The invention relates to speech recognition and, more particularly, to apparatus and methods for identifying homophones among words in a speech recognition system.
It is generally very difficult to identify which words in an existing vocabulary of a speech recognition engine are or may be confusible with other words in the vocabulary. That is, when a user utters one word that the speech recognizer has been trained to decode, it is possible that the speech recognizer will output the wrong decoded word. This may happen for a variety of reasons, but one typical reason is that the word uttered by the speaker is acoustically similar to other words considered by the speech recognition engine. Mistakes are committed at the level of the output of the recognizer, by misrecognizing a word or dropping a word from an N-best list which, as is known, contains the top N hypotheses for the uttered word.
In addition, with the advent of large vocabulary name recognition employing speech (e.g., a voice telephone dialing application), the problem of resolving which particular spelling of a word was intended by the speaker, when many possible spellings exist within the vocabulary, has added to the difficulty. For example, the two spellings of "Gonzalez" and "Gonsalez" result in similar but perhaps not the same baseforms, as shown below:
GONZALEZ .vertline. G AO N Z AO L EH Z GONSALEZ .vertline. G AO N S AO L EH Z
Furthermore, many words result in the same baseforms, which are somewhat arbitrarily treated by the speech recognizer. This creates a problem that is often tackled by hand editing the entire vocabulary file, prior to any real-time decoding session, to attempt to remove such potential problems. However, this hand-editing method is not possible if large lists of names are to be automatically incorporated into the vocabulary of the speech recognizer.

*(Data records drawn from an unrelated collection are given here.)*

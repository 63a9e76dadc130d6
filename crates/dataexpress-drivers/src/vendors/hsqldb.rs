use dataexpress_core::inputs::{self, DEFAULT_PAGINATION_LIMIT};
use dataexpress_core::{Inputs, OutputFilter, PageWindow, Result, VendorAdapter};

use super::require_select;

/// HSQLDB puts the window right after the SELECT keyword:
/// `SELECT LIMIT <offset> <limit> ...`.
#[derive(Debug, Clone, Default)]
pub struct HsqldbAdapter;

impl VendorAdapter for HsqldbAdapter {
    fn name(&self) -> &str {
        "hsqldb"
    }

    fn build_paginated_sql(
        &self,
        sql: &str,
        inputs: &mut Inputs,
        _filter: &mut OutputFilter,
    ) -> Result<String> {
        require_select(self.name(), sql)?;
        let window = PageWindow::from_inputs(inputs, DEFAULT_PAGINATION_LIMIT);
        window.store(inputs);

        let body = &sql.trim_start()["SELECT".len()..];
        Ok(format!(
            "SELECT LIMIT ?{}:INTEGER ?{}:INTEGER{}",
            inputs::RECORDS_OFFSET,
            inputs::RECORDS_LIMIT,
            body
        ))
    }
}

This problem exists in other speech recognition areas and up to now has largely been corrected by using the manual approach or using the context to resolve the correct spelling. For example, the words "to", "two" and "too" are familiar examples of homonyms, i.e., words which have the same sound and/or spelling but have different meanings. The approach to detect which one of these words was actually meant when uttered by a speaker has traditionally been to use the context around the word. Some recognizers may even be capable of intelligently noting that the distance of the spoken speech to all of these words will be the same and thus may prevent such extra scoring by first noting that all three may have the same baseform.

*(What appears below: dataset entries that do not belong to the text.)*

//! Statement parser
//!
//! Turns statement text into its ordered parameter list. Each placeholder gets
//! a name and, where it can be worked out, the table and column it is compared
//! against; the column's SQL type is then read from the catalog. Types that
//! cannot be resolved stay `Unknown` and bind through the generic path.

use std::collections::{HashMap, HashSet};
use std::sync::Arc;

use dataexpress_core::{
    ColumnInfo, Connection, DataExpressError, Parameter, Result, StatementKind,
};

use super::placeholders::{
    dotted_column, inline_type, mask_literals, placeholder_name, split_tokens,
};

/// Column metadata source used for type inference
pub trait TableCatalog {
    fn columns_of(&self, table: &str) -> Result<Arc<[ColumnInfo]>>;
}

/// Catalog that asks the connection on every lookup
pub struct DirectCatalog<'a>(pub &'a dyn Connection);

impl TableCatalog for DirectCatalog<'_> {
    fn columns_of(&self, table: &str) -> Result<Arc<[ColumnInfo]>> {
        Ok(self.0.table_columns(table)?.into())
    }
}

/// Delimiters for the placeholder scan. `(`, `)` and `,` are kept as tokens
/// for alias resolution and dropped afterwards.
const ALIAS_DELIMITERS: &str = "|><={}+-*/";
/// Delimiters for INSERT column lists
const INSERT_DELIMITERS: &str = " ,()\"";

#[derive(Debug, Clone)]
struct Token {
    text: String,
    upper: String,
}

impl Token {
    fn new(text: &str) -> Self {
        Self {
            text: text.to_string(),
            upper: text.to_ascii_uppercase(),
        }
    }

    fn is(&self, keyword: &str) -> bool {
        self.upper == keyword
    }
}

/// Parses statement text against a catalog
pub struct StatementParser<'a> {
    catalog: &'a dyn TableCatalog,
}

impl<'a> StatementParser<'a> {
    pub fn new(catalog: &'a dyn TableCatalog) -> Self {
        Self { catalog }
    }

    /// Build the parameter list for `sql`.
    #[tracing::instrument(skip(self, sql), fields(sql_preview = %sql.chars().take(60).collect::<String>()))]
    pub fn parse(&self, sql: &str) -> Result<Vec<Parameter>> {
        let masked = mask_literals(sql);
        if !masked.contains('?') {
            return Ok(Vec::new());
        }

        let mut parameters = if StatementKind::of(&masked) == StatementKind::Insert
            && !masked.to_ascii_uppercase().contains("SELECT")
        {
            self.parse_insert(&masked)?
        } else {
            self.parse_general(&masked)
        };

        self.lookup_types(&mut parameters);
        Ok(parameters)
    }

    fn parse_insert(&self, sql: &str) -> Result<Vec<Parameter>> {
        let tokens: Vec<Token> = split_tokens(sql, INSERT_DELIMITERS)
            .into_iter()
            .map(Token::new)
            .collect();

        if tokens.len() <= 3 {
            return Err(DataExpressError::Parse(format!(
                "Cannot parse sql statement: [{}]",
                sql
            )));
        }

        let table = tokens[2].text.clone();

        // INSERT INTO t VALUES (..) names no columns; bind positionally.
        if tokens[3].is("VALUES") {
            tracing::debug!(table = %table, "insert without column list, types left unresolved");
            return Ok(positional_only(&tokens[4..], &table));
        }

        let values_at = tokens
            .iter()
            .position(|t| t.is("VALUES"))
            .ok_or_else(|| {
                DataExpressError::Parse(format!("Cannot parse sql statement: [{}]", sql))
            })?;
        let columns = &tokens[3..values_at];
        let values = &tokens[values_at + 1..];

        if columns.len() != values.len() {
            return Err(DataExpressError::Parse(
                "The number of columns does not match the number of values.".to_string(),
            ));
        }

        let mut parameters = Vec::new();
        for (column, value) in columns.iter().zip(values) {
            if !value.text.starts_with('?') {
                continue;
            }
            let index = parameters.len() + 1;
            let parameter = Parameter::new(placeholder_name(index, &value.text), index)
                .with_sql_type(inline_type(&value.text))
                .with_column(Some(table.clone()), column.text.clone());
            parameters.push(parameter);
        }
        Ok(parameters)
    }

    fn parse_general(&self, sql: &str) -> Vec<Parameter> {
        let tokens = resolve_aliases(sql);
        let mut parameters = Vec::new();

        for (j, token) in tokens.iter().enumerate() {
            if !token.text.starts_with('?') {
                continue;
            }
            let index = parameters.len() + 1;
            let mut parameter = Parameter::new(placeholder_name(index, &token.text), index);

            let declared = inline_type(&token.text);
            if !declared.is_unknown() {
                parameter.sql_type = declared;
                parameters.push(parameter);
                continue;
            }

            if let Some((table, column)) = dotted_column(&token.text) {
                parameters.push(parameter.with_column(Some(table), column));
                continue;
            }

            let Some(column_token) = column_token_for(&tokens, j, &mut parameter) else {
                tracing::warn!(
                    index,
                    "failed to detect column name for placeholder, declare an inline type instead"
                );
                parameters.push(parameter);
                continue;
            };

            let (table, column) = match column_token.split_once('.') {
                Some((table, column)) => (Some(table.to_string()), column.to_string()),
                None => (self.table_for(&tokens, j, &column_token), column_token.clone()),
            };
            if table.is_some() {
                parameter = parameter.with_column(table, column);
            }
            parameters.push(parameter);
        }

        parameters
    }

    /// Table whose column a placeholder at `position` refers to, decided by
    /// the statement's leading verb.
    fn table_for(&self, tokens: &[Token], position: usize, column: &str) -> Option<String> {
        let text_at = |i: usize| tokens.get(i).map(|t| t.text.clone());

        for (i, token) in tokens.iter().enumerate().take(position + 1) {
            match token.upper.as_str() {
                "INSERT" => return text_at(i + 2),
                "UPDATE" => return text_at(i + 1),
                "DELETE" => {
                    let from = tokens.get(i + 1).is_some_and(|t| t.is("FROM"));
                    return text_at(if from { i + 2 } else { i + 1 });
                }
                "SELECT" => return self.select_table(tokens, position, column),
                _ => {}
            }
        }
        None
    }

    fn select_table(&self, tokens: &[Token], position: usize, column: &str) -> Option<String> {
        let mut from = None;
        let mut where_at = None;
        for i in (0..=position).rev() {
            if tokens[i].is("WHERE") {
                where_at = Some(i);
            } else if tokens[i].is("FROM") {
                from = Some(i);
                break;
            }
        }

        match (from, where_at) {
            (Some(from), Some(where_at)) if where_at - from == 2 => Some(tokens[from + 1].text.clone()),
            (Some(from), Some(where_at)) => tokens[from + 1..where_at]
                .iter()
                .find(|t| self.column_in_table(column, &t.text))
                .map(|t| t.text.clone()),
            (Some(from), None) if position >= from + 3 => {
                let grouped = (tokens[from + 2].is("ORDER") || tokens[from + 2].is("GROUP"))
                    && tokens[from + 3].is("BY");
                let table = &tokens[from + 1].text;
                (grouped && self.column_in_table(column, table)).then(|| table.clone())
            }
            _ => None,
        }
    }

    fn column_in_table(&self, column: &str, table: &str) -> bool {
        match self.catalog.columns_of(table) {
            Ok(columns) => columns.iter().any(|c| c.name.eq_ignore_ascii_case(column)),
            Err(e) => {
                tracing::warn!(table, column, error = %e, "column check failed");
                false
            }
        }
    }

    /// Fill in SQL types from the catalog. Lookup failures leave the type
    /// unknown.
    fn lookup_types(&self, parameters: &mut [Parameter]) {
        for parameter in parameters.iter_mut() {
            if parameter.used_by_count || !parameter.sql_type.is_unknown() {
                continue;
            }
            let (Some(table), Some(column)) = (&parameter.table, &parameter.column) else {
                tracing::debug!(
                    index = parameter.index,
                    name = %parameter.name,
                    "no table/column for parameter, type left unresolved"
                );
                continue;
            };

            let columns = match self.catalog.columns_of(table) {
                Ok(columns) => columns,
                Err(e) => {
                    tracing::warn!(table = %table, error = %e, "table lookup failed during parameter inference");
                    continue;
                }
            };

            match columns.iter().find(|c| c.name.eq_ignore_ascii_case(column)) {
                Some(info) => {
                    parameter.sql_type = info.sql_type;
                    parameter.type_name = info.type_name.clone();
                    parameter.native_class = info.native_class.clone();
                }
                None => tracing::warn!(
                    table = %table,
                    column = %column,
                    "column not found during parameter inference"
                ),
            }
        }
    }
}

fn positional_only(tokens: &[Token], table: &str) -> Vec<Parameter> {
    tokens
        .iter()
        .filter(|t| t.text.starts_with('?'))
        .enumerate()
        .map(|(i, t)| {
            let mut parameter = Parameter::new(placeholder_name(i + 1, &t.text), i + 1)
                .with_sql_type(inline_type(&t.text));
            parameter.table = Some(table.to_string());
            parameter
        })
        .collect()
}

/// The token naming the column a placeholder at `j` is compared against.
fn column_token_for(tokens: &[Token], j: usize, parameter: &mut Parameter) -> Option<String> {
    let is = |offset: usize, keyword: &str| j >= offset && tokens[j - offset].is(keyword);
    let text = |offset: usize| tokens[j - offset].text.clone();

    if j >= 2 && is(1, "BETWEEN") {
        Some(text(2))
    } else if j >= 4 && is(3, "BETWEEN") && is(1, "AND") {
        Some(text(4))
    } else if j >= 2 && is(1, "COUNT") {
        parameter.used_by_count = true;
        Some("COUNT(*)".to_string())
    } else if j >= 2 && is(2, "COUNT") {
        parameter.used_by_count = true;
        Some(text(1))
    } else if j >= 2 && (is(1, "IN") || is(1, "LIKE")) {
        if j >= 3 && is(2, "NOT") {
            Some(text(3))
        } else {
            Some(text(2))
        }
    } else if j >= 1 && !tokens[j - 1].text.starts_with('?') {
        Some(text(1))
    } else {
        None
    }
}

/// Tokenize for the placeholder scan, replacing table aliases with the
/// table names they stand for.
///
/// Handles `FROM posts p`, `FROM posts AS p` and `JOIN posts p`; `p.col`
/// becomes `posts.col` and the alias token itself is dropped.
fn resolve_aliases(sql: &str) -> Vec<Token> {
    let spaced = sql
        .replace('(', " ( ")
        .replace(')', " ) ")
        .replace(',', " , ");
    let tokens: Vec<Token> = split_tokens(&spaced, ALIAS_DELIMITERS)
        .into_iter()
        .map(Token::new)
        .collect();

    let is_punct = |t: &Token| matches!(t.text.as_str(), "(" | ")" | ",");

    if !tokens.iter().any(|t| t.text.contains('.')) {
        return tokens.into_iter().filter(|t| !is_punct(t)).collect();
    }

    let mut candidates: HashSet<String> = HashSet::new();
    for token in tokens.iter().filter(|t| !t.text.starts_with('?')) {
        if let Some((alias, _)) = token.upper.split_once('.') {
            candidates.insert(alias.to_string());
        }
    }

    let mut aliases: HashMap<String, String> = HashMap::new();
    let mut as_aliases: HashSet<String> = HashSet::new();
    for j in 1..tokens.len() {
        let token = &tokens[j];
        if !candidates.contains(&token.upper) || aliases.contains_key(&token.upper) {
            continue;
        }
        let prev = &tokens[j - 1];
        if prev.is("AS") {
            if j >= 2 {
                aliases.insert(token.upper.clone(), tokens[j - 2].text.clone());
                as_aliases.insert(token.upper.clone());
            }
        } else if !matches!(prev.upper.as_str(), "," | "UPDATE" | "FROM" | "JOIN" | ")") {
            aliases.insert(token.upper.clone(), prev.text.clone());
        }
    }

    if !aliases.is_empty() {
        tracing::trace!(?aliases, "resolved table aliases");
    }

    let mut resolved: Vec<Token> = Vec::with_capacity(tokens.len());
    let mut i = 0;
    while i < tokens.len() {
        let token = &tokens[i];

        if token.is("AS")
            && tokens
                .get(i + 1)
                .is_some_and(|next| as_aliases.contains(&next.upper))
        {
            i += 2;
            continue;
        }

        if let Some(table) = aliases.get(&token.upper) {
            let follows_table = resolved
                .last()
                .is_some_and(|prev| prev.text.eq_ignore_ascii_case(table));
            if follows_table {
                i += 1;
                continue;
            }
        }

        let rewritten = match token.text.split_once('.') {
            Some((alias, column)) if !token.text.starts_with('?') => {
                match aliases.get(&alias.to_ascii_uppercase()) {
                    Some(table) => Token::new(&format!("{}.{}", table, column)),
                    None => token.clone(),
                }
            }
            _ => token.clone(),
        };
        resolved.push(rewritten);
        i += 1;
    }

    resolved.into_iter().filter(|t| !is_punct(t)).collect()
}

U.S. Pat. No. 4,468,756 to Chan discloses a method for processing a spoken language of words corresponding to individual, transcribable character codes of complex configuration which includes displaying a set of homonyms corresponding to a set of homonym set identifying codes. However, these homonyms and related codes are previously classified and stored in files in accordance with known rules of the particular spoken language (e.g., it is known that in Chinese, approximately 230 characters, among the approximately 2700 basic characters, are classified as homonyms). Then, whenever the spoken word corresponds to a word which was previously classified as a homonym, the method discloses using the code to access the homonym file and then displaying the known homonyms from that file. However, the Chan method is disadvantageously inflexible in that it is limited to the pre-stored classified homonyms. Therefore, among other deficiencies, the Chan method cannot perform real-time identification of words in a vocabulary that are acoustically similar to an uttered word and thus cannot display words that are not otherwise pre-classified and stored as homonyms.

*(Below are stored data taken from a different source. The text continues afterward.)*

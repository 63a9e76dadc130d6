//! SQLite driver implementation

mod adapter;
mod connection;

#[cfg(test)]
mod connection_tests;

pub use adapter::SqliteAdapter;
pub use connection::SqliteConnection;
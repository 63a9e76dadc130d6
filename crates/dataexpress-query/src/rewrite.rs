//! Statement text rewrites applied before parsing
//!
//! - auto-fill: `?@key` placeholders take their value from another named
//!   statement, run first with the same inputs
//! - auto-replace: `#key#` tokens are substituted textually from the inputs
//! - pagination: whether a SELECT should be wrapped by the vendor adapter

use std::ops::Range;
use std::sync::LazyLock;

use dataexpress_core::inputs::{self, Inputs, NO_ROW_LIMIT};
use dataexpress_core::{DataExpressError, Result, StatementKind, Value};
use regex::Regex;

use crate::parameters::{mask_literals, split_tokens};

/// Delimiters used when scanning for auto-fill placeholders
const AUTOFILL_DELIMITERS: &str = " ,><=(){}";

static REPLACEMENT_REGEX: LazyLock<Regex> =
    LazyLock::new(|| Regex::new(r"#([^#\s,()]+)#").expect("valid regex"));

/// Named statements referenced by `?@key` placeholders, in first-use order.
///
/// The key drops the `?@` prefix and any `:TYPE` suffix. The value is stored
/// back into the inputs under `@key`, the name the parser gives the
/// placeholder.
///
/// ```
/// use dataexpress_query::rewrite::autofill_keys;
///
/// let sql = "SELECT * FROM posts WHERE author_id = ?@current_author AND id > ?@current_author";
/// assert_eq!(autofill_keys(sql), vec!["current_author".to_string()]);
/// ```
pub fn autofill_keys(sql: &str) -> Vec<String> {
    let masked = mask_literals(sql);
    let mut keys: Vec<String> = Vec::new();
    for token in split_tokens(&masked, AUTOFILL_DELIMITERS) {
        let Some(body) = token.strip_prefix("?@") else {
            continue;
        };
        let key = body.split(':').next().unwrap_or(body);
        if key.is_empty() || keys.iter().any(|k| k == key) {
            continue;
        }
        keys.push(key.to_string());
    }
    keys
}

/// Input key under which an auto-filled value is stored
pub fn autofill_input_key(key: &str) -> String {
    format!("@{}", key)
}

/// `#key#` tokens outside string literals and comments, as the byte range
/// of the whole token and the key it names
fn replacement_tokens(sql: &str) -> Vec<(Range<usize>, &str)> {
    if !sql.contains('#') {
        return Vec::new();
    }
    let masked = mask_literals(sql);
    REPLACEMENT_REGEX
        .captures_iter(&masked)
        .filter_map(|captures| {
            let (whole, key) = (captures.get(0)?, captures.get(1)?);
            Some((whole.range(), &sql[key.range()]))
        })
        .collect()
}

fn lookup<'a>(sql: &str, token: &Range<usize>, key: &str, inputs: &'a Inputs) -> Result<&'a Value> {
    inputs
        .get(key)
        .filter(|v| !v.is_null())
        .ok_or_else(|| DataExpressError::UnresolvedReplacement(sql[token.clone()].to_string()))
}

/// Fail on the first `#key#` token with no usable input, without rewriting
/// the text. `#@key#` tokens are skipped since auto-fill supplies them.
pub fn check_replacements(sql: &str, inputs: &Inputs) -> Result<()> {
    for (token, key) in replacement_tokens(sql) {
        if key.starts_with('@') {
            continue;
        }
        lookup(sql, &token, key, inputs)?;
    }
    Ok(())
}

/// Substitute every `#key#` token with the text form of `inputs[key]`.
///
/// Tokens inside string literals and comments are left alone. A missing or
/// NULL value is an error naming the token.
pub fn auto_replace(sql: &str, inputs: &Inputs) -> Result<String> {
    let tokens = replacement_tokens(sql);
    if tokens.is_empty() {
        return Ok(sql.to_string());
    }

    let mut out = String::with_capacity(sql.len());
    let mut last = 0;
    for (token, key) in tokens {
        let value = lookup(sql, &token, key, inputs)?;
        out.push_str(&sql[last..token.start]);
        out.push_str(&value.to_string());
        last = token.end;
    }
    out.push_str(&sql[last..]);

    tracing::trace!(original = sql, replaced = %out, "auto-replaced statement text");
    Ok(out)
}

/// Whether a statement should be run through the vendor's pagination
/// rewrite.
///
/// Only SELECTs are paginated. An explicit `SCOOTER.USE_PAGINATION` decides;
/// otherwise a positive `SCOOTER.RECORDS_LIMIT` turns pagination on.
pub fn should_paginate(kind: StatementKind, inputs: &Inputs) -> bool {
    if kind != StatementKind::Select {
        return false;
    }
    if inputs.contains_key(inputs::USE_PAGINATION) {
        return inputs::bool_value(inputs, inputs::USE_PAGINATION).unwrap_or(false);
    }
    let limit = inputs::int_value(inputs, inputs::RECORDS_LIMIT).unwrap_or(NO_ROW_LIMIT);
    limit != NO_ROW_LIMIT && limit > 0
}
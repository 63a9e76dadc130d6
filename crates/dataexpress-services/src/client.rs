//! Convenience client over [`DataExpress::execute`]

use std::sync::Arc;

use dataexpress_core::{
    Connection, DataExpressError, Inputs, ProcessorType, Result, ResultBag, RowData, TableData,
    Value,
};

use crate::engine::DataExpress;

/// An engine bound to one connection
///
/// Every method goes through [`DataExpress::execute`] and returns its errors
/// unchanged.
#[derive(Clone)]
pub struct SqlClient {
    engine: Arc<DataExpress>,
    connection: Arc<dyn Connection>,
}

impl SqlClient {
    pub fn new(engine: Arc<DataExpress>, connection: Arc<dyn Connection>) -> Self {
        Self { engine, connection }
    }

    pub fn engine(&self) -> &Arc<DataExpress> {
        &self.engine
    }

    pub fn connection(&self) -> &Arc<dyn Connection> {
        &self.connection
    }

    pub fn execute(&self, processor_type: ProcessorType, name: &str, inputs: Inputs) -> Result<ResultBag> {
        self.engine
            .execute(self.connection.as_ref(), processor_type, name, inputs, None)
    }

    /// Rows of a SELECT given as SQL text
    pub fn retrieve_table_by_sql(&self, sql: &str, inputs: Inputs) -> Result<TableData> {
        first_table(self.execute(ProcessorType::DirectSql, sql, inputs)?, sql)
    }

    /// Rows of a named SELECT
    pub fn retrieve_table_by_key(&self, key: &str, inputs: Inputs) -> Result<TableData> {
        first_table(self.execute(ProcessorType::NamedSql, key, inputs)?, key)
    }

    pub fn retrieve_rows(&self, sql: &str, inputs: Inputs) -> Result<Vec<RowData>> {
        Ok(self.retrieve_table_by_sql(sql, inputs)?.rows().to_vec())
    }

    pub fn retrieve_one_row(&self, sql: &str, inputs: Inputs) -> Result<Option<RowData>> {
        Ok(self.retrieve_table_by_sql(sql, inputs)?.first_row().cloned())
    }

    /// First column of the first row
    pub fn retrieve_object(&self, sql: &str, inputs: Inputs) -> Result<Option<Value>> {
        Ok(self.retrieve_table_by_sql(sql, inputs)?.first_object().cloned())
    }

    /// Run a non-SELECT statement and return the affected row count
    pub fn execute_sql(&self, sql: &str, inputs: Inputs) -> Result<i64> {
        Ok(self.execute(ProcessorType::DirectSql, sql, inputs)?.updated_row_count)
    }

    pub fn execute_sql_by_key(&self, key: &str, inputs: Inputs) -> Result<i64> {
        Ok(self.execute(ProcessorType::NamedSql, key, inputs)?.updated_row_count)
    }

    pub fn execute_procedure(&self, name: &str, inputs: Inputs) -> Result<ResultBag> {
        self.execute(ProcessorType::StoredProcedure, name, inputs)
    }

    /// Call a function and return its value, NULL when it returned none
    pub fn execute_function(&self, name: &str, inputs: Inputs) -> Result<Value> {
        let bag = self.execute(ProcessorType::Function, name, inputs)?;
        Ok(bag.function_result().cloned().unwrap_or(Value::Null))
    }
}

fn first_table(bag: ResultBag, name: &str) -> Result<TableData> {
    bag.into_tables()
        .into_values()
        .next()
        .ok_or_else(|| DataExpressError::NotFound(format!("no result table for {}", name)))
}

Accordingly, it would be highly advantageous to provide methods and apparatus for substantially lowering the decoding error rate associated with a speech recognizer by providing an automatic real-time homophone identification facility for resolving the intended word in cooperation with the user without regard to known homophone rules of any particular spoken language. It would also be highly advantageous if the results of the homophone identification facility could be used in an off-line correction mode.
Further, it would be highly advantageous to use the output of the homophone identification facility to add homophones to the N-best list produced by the speech recognizer. The list could then be used for re-scoring, both acoustic and language model, or error correction in dictation applications.